* _REQUIRED WORK_:
Please report each line of the data below that contains "message".

* _Source records_:
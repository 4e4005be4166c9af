//! Chat API client: plain JSON request/response against `{api_base}/chat`.

mod error;
mod response;

use std::time::Duration;

use serde::Serialize;
use serde_json::Value;
use tokio_util::sync::CancellationToken;

use crate::core::config::Config;

pub use error::{ApiError, map_transport_error};
pub use response::{ChatReply, NO_RESPONSE_TEXT, Source, sources_line};

#[derive(Debug, Serialize)]
#[serde(rename_all = "camelCase")]
struct ChatRequestBody<'a> {
    message: &'a str,
    session_id: &'a str,
}

/// HTTP client for the analysis chat API.
#[derive(Debug, Clone)]
pub struct ChatClient {
    client: reqwest::Client,
    base_url: String,
}

impl ChatClient {
    pub fn new(config: &Config) -> Result<Self, ApiError> {
        Self::with_timeout(&config.api_base, config.request_timeout)
    }

    pub fn with_timeout(base_url: &str, timeout: Duration) -> Result<Self, ApiError> {
        let client = reqwest::Client::builder()
            .timeout(timeout)
            .build()
            .map_err(ApiError::Client)?;
        Ok(Self {
            client,
            base_url: base_url.trim_end_matches('/').to_string(),
        })
    }

    pub fn chat_url(&self) -> String {
        format!("{}/chat", self.base_url)
    }

    /// Send one message and wait for the reply.
    pub async fn send(&self, message: &str, session_id: &str) -> Result<ChatReply, ApiError> {
        let url = self.chat_url();
        log::debug!("POST {} (session {})", url, session_id);

        let response = self
            .client
            .post(&url)
            .json(&ChatRequestBody {
                message,
                session_id,
            })
            .send()
            .await
            .map_err(|e| map_transport_error(e, &url))?;

        let status = response.status();
        if !status.is_success() {
            log::warn!("Chat API returned {}", status);
            return Err(ApiError::Status(status.as_u16()));
        }

        let body: Value = response
            .json()
            .await
            .map_err(|e| map_transport_error(e, &url))?;
        let reply = ChatReply::from_value(&body);
        log::info!(
            "Reply received: {} chars, {} source(s), chart: {}",
            reply.text.len(),
            reply.sources.len(),
            reply.chart.is_some()
        );
        Ok(reply)
    }

    /// Like [`send`](Self::send), but returns `ApiError::Cancelled` as soon as
    /// the token is cancelled.
    pub async fn send_cancellable(
        &self,
        message: &str,
        session_id: &str,
        cancel_token: &CancellationToken,
    ) -> Result<ChatReply, ApiError> {
        tokio::select! {
            biased;
            _ = cancel_token.cancelled() => {
                log::info!("Chat request cancelled");
                Err(ApiError::Cancelled)
            }
            result = self.send(message, session_id) => result,
        }
    }
}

* _OUTPUT OF THE TASK_:
    message: &'a str,
    /// Send one message and wait for the reply.
    pub async fn send(&self, message: &str, session_id: &str) -> Result<ChatReply, ApiError> {
                message,
        message: &str,
            result = self.send(message, session_id) => result,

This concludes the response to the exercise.